Estas debilidades tienen como consecuencia una preparación profesional que no responde a la naturaleza de los desafíos que enfrentarán después, en la interacción cotidiana con bebés o con niños preescolares de carne y hueso, que no se van a apresurar a corregir sus dificultades sociales, familiares, nutricionales o emocionales ni a suprimir su diversidad de intereses, temperamentos, necesidades y aptitudes sólo para que sus docentes, o los animadores comunitarios preparados por ellos, puedan aplicar sus esquemas previos de trabajo ad pedem literae y sin interferencias ni complicaciones.

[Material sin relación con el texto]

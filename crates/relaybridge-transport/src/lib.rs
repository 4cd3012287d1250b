//! Relay socket abstraction.
//!
//! Describes the raw, channel-unaware relay layer that relaybridge sits on:
//! - Outbound connections and listening acceptors addressed by numeric handles
//! - Raw byte messages with a per-send delivery mode
//! - Callback-style connection lifecycle notifications, dispatched by `pump_*`
//!
//! This is the lowest layer of relaybridge. [`LoopbackNetwork`] provides an
//! in-process relay with the same contract for tests and local tooling.

pub mod error;
pub mod loopback;
pub mod traits;

pub use error::{Result, TransportError};
pub use loopback::{LoopbackNetwork, LoopbackRelay};
pub use traits::{
    pump_connection, pump_listen, ConnectionCallbacks, ConnectionHandle, ConnectionInfo,
    ConnectionState, ConnectionStatus, DeliveryMode, ListenCallbacks, ListenHandle, PeerIdentity,
    RelaySocket, SocketEvent, MAX_MESSAGE_SIZE,
};
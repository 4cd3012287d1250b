use clap::ValueEnum;
use tracing_subscriber::filter::{LevelFilter, Targets};
use tracing_subscriber::layer::SubscriberExt;
use tracing_subscriber::util::SubscriberInitExt;

/// Crates whose diagnostics follow `--log-level`.
const RELAYBRIDGE_TARGETS: [&str; 4] = [
    "relaybridge",
    "relaybridge_transport",
    "relaybridge_frame",
    "relaybridge_peer",
];

#[derive(Copy, Clone, Debug, ValueEnum)]
pub enum LogFormat {
    Text,
    Json,
}

#[derive(Copy, Clone, Debug, ValueEnum)]
pub enum LogLevel {
    Error,
    Warn,
    Info,
    Debug,
    Trace,
}

impl From<LogLevel> for LevelFilter {
    fn from(level: LogLevel) -> Self {
        match level {
            LogLevel::Error => LevelFilter::ERROR,
            LogLevel::Warn => LevelFilter::WARN,
            LogLevel::Info => LevelFilter::INFO,
            LogLevel::Debug => LevelFilter::DEBUG,
            LogLevel::Trace => LevelFilter::TRACE,
        }
    }
}

/// Per-target filter: relaybridge crates at `level`, everything else at warn.
fn log_targets(level: LogLevel) -> Targets {
    RELAYBRIDGE_TARGETS
        .iter()
        .fold(Targets::new().with_default(LevelFilter::WARN), |targets, name| {
            targets.with_target(*name, LevelFilter::from(level))
        })
}

/// Install the stderr subscriber.
pub fn init_logging(format: LogFormat, level: LogLevel) {
    let layer = tracing_subscriber::fmt::layer()
        .with_writer(std::io::stderr)
        .with_ansi(false)
        .with_target(true);
    let registry = tracing_subscriber::registry().with(log_targets(level));

    let _ = match format {
        LogFormat::Text => registry.with(layer).try_init(),
        LogFormat::Json => registry.with(layer.json()).try_init(),
    };
}

#[cfg(test)]
mod tests {
    use tracing::Level;

    use super::*;

    #[test]
    fn relay_crates_follow_requested_level() {
        let targets = log_targets(LogLevel::Debug);
        assert!(targets.would_enable("relaybridge_peer::adapter", &Level::DEBUG));
        assert!(targets.would_enable("relaybridge_transport::loopback", &Level::DEBUG));
        assert!(!targets.would_enable("relaybridge_transport::loopback", &Level::TRACE));
    }

    #[test]
    fn foreign_targets_stay_at_warn() {
        let targets = log_targets(LogLevel::Trace);
        assert!(targets.would_enable("clap_builder", &Level::WARN));
        assert!(!targets.would_enable("clap_builder", &Level::INFO));
    }
}
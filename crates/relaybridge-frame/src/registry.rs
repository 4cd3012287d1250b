use std::collections::HashMap;

use relaybridge_transport::DeliveryMode;
use tracing::debug;

use crate::channel::{channel_name, default_channels, ChannelConfig, ChannelId, DEFAULT};
use crate::error::{FrameError, Result};

/// Immutable mapping from channel id to relay delivery mode.
#[derive(Debug, Clone)]
pub struct ChannelRegistry {
    channels: Vec<ChannelConfig>,
    modes: HashMap<ChannelId, DeliveryMode>,
}

impl ChannelRegistry {
    /// Register `defaults` followed by `user` channels, preserving order.
    ///
    /// Fails if any channel id appears more than once across both lists.
    pub fn build(defaults: &[ChannelConfig], user: &[ChannelConfig]) -> Result<Self> {
        let mut channels = Vec::with_capacity(defaults.len() + user.len());
        let mut modes = HashMap::with_capacity(defaults.len() + user.len());

        for channel in defaults.iter().chain(user) {
            if modes
                .insert(channel.id, channel.policy.delivery_mode())
                .is_some()
            {
                return Err(FrameError::DuplicateChannel(channel.id));
            }
            channels.push(channel.clone());
        }

        debug!(count = channels.len(), "channel registry built");
        Ok(Self { channels, modes })
    }

    /// Built-in channels followed by `user`.
    pub fn with_defaults(user: &[ChannelConfig]) -> Result<Self> {
        Self::build(&default_channels(), user)
    }

    /// Delivery mode of a registered channel.
    pub fn delivery_mode(&self, channel: ChannelId) -> Option<DeliveryMode> {
        self.modes.get(&channel).copied()
    }

    /// Delivery mode for a send on `channel`.
    ///
    /// Unregistered channels fall back to the [`DEFAULT`] channel's mode,
    /// then to reliable delivery.
    pub fn resolve(&self, channel: ChannelId) -> DeliveryMode {
        self.delivery_mode(channel)
            .or_else(|| self.delivery_mode(DEFAULT))
            .unwrap_or(DeliveryMode::Reliable)
    }

    /// Declared name of a registered channel, else the built-in name for
    /// the id.
    pub fn name(&self, channel: ChannelId) -> &str {
        match self.channels.iter().find(|config| config.id == channel) {
            Some(config) => config.display_name(),
            None => channel_name(channel),
        }
    }

    pub fn contains(&self, channel: ChannelId) -> bool {
        self.modes.contains_key(&channel)
    }

    /// Registered channels in registration order.
    pub fn iter(&self) -> impl Iterator<Item = &ChannelConfig> {
        self.channels.iter()
    }

    pub fn len(&self) -> usize {
        self.channels.len()
    }

    pub fn is_empty(&self) -> bool {
        self.channels.is_empty()
    }
}

impl Default for ChannelRegistry {
    fn default() -> Self {
        let channels = default_channels();
        let modes = channels
            .iter()
            .map(|channel| (channel.id, channel.policy.delivery_mode()))
            .collect();
        Self { channels, modes }
    }
}

#[cfg(test)]
mod tests {
    use super::*;
    use crate::channel::{ChannelPolicy, INTERNAL, TIME_SYNC, USER_CHANNEL_START};

    #[test]
    fn defaults_are_always_present() {
        let registry = ChannelRegistry::with_defaults(&[]).expect("defaults should register");
        assert_eq!(registry.len(), default_channels().len());
        assert!(registry.contains(DEFAULT));
        assert_eq!(registry.delivery_mode(TIME_SYNC), Some(DeliveryMode::Unreliable));
        assert_eq!(registry.delivery_mode(INTERNAL), Some(DeliveryMode::Reliable));
    }

    #[test]
    fn user_channels_follow_defaults_in_order() {
        let user = [
            ChannelConfig::named(USER_CHANNEL_START + 1, "b", ChannelPolicy::Unreliable),
            ChannelConfig::named(USER_CHANNEL_START, "a", ChannelPolicy::Reliable),
        ];
        let registry = ChannelRegistry::with_defaults(&user).expect("channels should register");

        let ids: Vec<ChannelId> = registry.iter().map(|c| c.id).collect();
        let defaults = default_channels().len();
        assert_eq!(ids[defaults], USER_CHANNEL_START + 1);
        assert_eq!(ids[defaults + 1], USER_CHANNEL_START);
        assert_eq!(
            registry.delivery_mode(USER_CHANNEL_START + 1),
            Some(DeliveryMode::Unreliable)
        );
    }

    #[test]
    fn names_prefer_declared_channel_names() {
        let user = [
            ChannelConfig::named(USER_CHANNEL_START, "chat", ChannelPolicy::Reliable),
            ChannelConfig::new(USER_CHANNEL_START + 1, ChannelPolicy::Unreliable),
        ];
        let registry = ChannelRegistry::with_defaults(&user).expect("channels should register");

        assert_eq!(registry.name(USER_CHANNEL_START), "chat");
        assert_eq!(registry.name(USER_CHANNEL_START + 1), "USER");
        assert_eq!(registry.name(DEFAULT), "DEFAULT");
        assert_eq!(registry.name(200), "USER");
    }

    #[test]
    fn duplicate_channel_is_rejected() {
        let user = [ChannelConfig::new(DEFAULT, ChannelPolicy::Unreliable)];
        let err = ChannelRegistry::with_defaults(&user).expect_err("duplicate should fail");
        assert!(matches!(err, FrameError::DuplicateChannel(DEFAULT)));
    }

    #[test]
    fn unknown_channel_resolves_through_default() {
        let registry = ChannelRegistry::with_defaults(&[]).expect("defaults should register");
        assert_eq!(registry.resolve(200), DeliveryMode::Reliable);

        let unreliable_default = [ChannelConfig::new(DEFAULT, ChannelPolicy::Unreliable)];
        let registry = ChannelRegistry::build(&unreliable_default, &[])
            .expect("single channel should register");
        assert_eq!(registry.resolve(200), DeliveryMode::Unreliable);

        let registry = ChannelRegistry::build(&[], &[]).expect("empty registry should build");
        assert_eq!(registry.resolve(200), DeliveryMode::Reliable);
    }

    #[test]
    fn default_impl_matches_with_defaults() {
        let built = ChannelRegistry::with_defaults(&[]).expect("defaults should register");
        let default = ChannelRegistry::default();
        assert_eq!(built.len(), default.len());
        for channel in built.iter() {
            assert_eq!(
                built.delivery_mode(channel.id),
                default.delivery_mode(channel.id)
            );
        }
    }
}
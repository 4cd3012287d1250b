use std::collections::VecDeque;
use std::time::SystemTime;

use bytes::Bytes;
use relaybridge_frame::{ChannelId, Frame, INTERNAL};

use crate::table::{ClientId, SERVER_CLIENT_ID};

/// What a polled event reports.
#[derive(Debug, Clone, Copy, PartialEq, Eq)]
pub enum EventKind {
    Connect,
    Disconnect,
    Data,
    /// Nothing was pending.
    Nothing,
}

/// One transport event handed to the caller by `poll`.
///
/// `channel` and `payload` are only meaningful for [`EventKind::Data`].
#[derive(Debug, Clone, PartialEq)]
pub struct NetworkEvent {
    pub kind: EventKind,
    pub client_id: ClientId,
    pub channel: ChannelId,
    pub payload: Bytes,
    pub timestamp: SystemTime,
}

impl NetworkEvent {
    pub fn connect(client_id: ClientId) -> Self {
        Self::control(EventKind::Connect, client_id)
    }

    pub fn disconnect(client_id: ClientId) -> Self {
        Self::control(EventKind::Disconnect, client_id)
    }

    pub fn data(client_id: ClientId, frame: Frame) -> Self {
        Self {
            kind: EventKind::Data,
            client_id,
            channel: frame.channel,
            payload: frame.payload,
            timestamp: SystemTime::now(),
        }
    }

    /// The idle result, stamped with the current time.
    pub fn nothing() -> Self {
        Self::control(EventKind::Nothing, SERVER_CLIENT_ID)
    }

    fn control(kind: EventKind, client_id: ClientId) -> Self {
        Self {
            kind,
            client_id,
            channel: INTERNAL,
            payload: Bytes::new(),
            timestamp: SystemTime::now(),
        }
    }
}

/// Unbounded FIFO of events waiting to be polled.
#[derive(Debug, Default)]
pub struct EventQueue {
    pending: VecDeque<NetworkEvent>,
}

impl EventQueue {
    pub fn new() -> Self {
        Self::default()
    }

    pub fn enqueue(&mut self, event: NetworkEvent) {
        self.pending.push_back(event);
    }

    /// Oldest pending event.
    pub fn dequeue(&mut self) -> Option<NetworkEvent> {
        self.pending.pop_front()
    }

    pub fn len(&self) -> usize {
        self.pending.len()
    }

    pub fn is_empty(&self) -> bool {
        self.pending.is_empty()
    }

    pub fn clear(&mut self) {
        self.pending.clear();
    }
}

Resulta indispensable formar maestros capaces de interactuar, que trasciendan la antigua y arraigada creencia de que el desarrollo y el aprendizaje son consecuencia natural y necesaria de una intervención bien planificada, que ha previsto los métodos y los recursos didácticos más adecuados para el logro de un resultado común; y que definan interacción no como comunicación unidireccional sino como intercambio, donde la recepción del otro se trate de un bebé de seis meses o de un niño de cinco años modifica mi relación con él.
Somos conscientes de los muchos aspectos que quedan por abordar y de las ideas que quedan por explicar y fundamentar con mayor abundancia. Sin embargo, los límites de este artículo no han permitido llegar más lejos. Sólo baste admitir, por ahora, la comprensible dificultad que representa para todos nosotros reestructurar un enfoque de trabajo que se ha vuelto sentido común a lo largo de todos estos años.
A mediados de la década del 60, Carnap, un experto en lógica y física, señalaba que gran cantidad de nuevos resultados experimentales logrados gracias a mejoras en los enfoques e instrumentos de investigación, estaba produciendo grandes avances en el desarrollo de la mecánica cuántica. «Desgraciadamente lamentaba Carnap en ese momento los esfuerzos por reconstruir la teoría de modo tal que tengan cabida los nuevos datos no han logrado éxito» (Carnap, 1966).
Algo similar está ocurriendo en el campo de la educación infantil y de la ciencia que ha venido sustentando sus enfoques y estrategias, pues los nuevos hallazgos en el campo del desarrollo y del potencial humano no consiguen todavía desencadenar una saludable y vigorosa reestructuración conceptual. Pero hay que colocarse en esa ruta, porque está en juego no sólo el derecho de los niños a recibir equitativamente una educación de calidad, sino el derecho de nuestros países a esperar de la educación, desde sus primeros tramos, la formación del tipo de ciudadanos que harán posible el salto hacia delante.
Para Gardner el principal propósito de la educación «debería ser desarrollar las inteligencias y ayudar a la gente a alcanzar los fines vocacionales y aficiones que se adecuen a su particular espectro de inteligencias. La gente que recibe apoyo en este sentido se siente, según mi opinión, más implicada y más competente, y, por ende, más proclive a servir a la sociedad de forma constructiva» (Gardner, 1998).
Y es que la crítica y la superación de una concepción universalista y sesgadamente racionalista de la inteligencia humana, lleva siempre a la noción de una educación genuinamente centrada en las personas, en los niños, comprometida con el desarrollo óptimo de sus mejores competencias, y alejada, muy alejada de la vieja pretensión de uniformidad que ha teñido tan hondo nuestra práctica y nuestras aspiraciones educativas.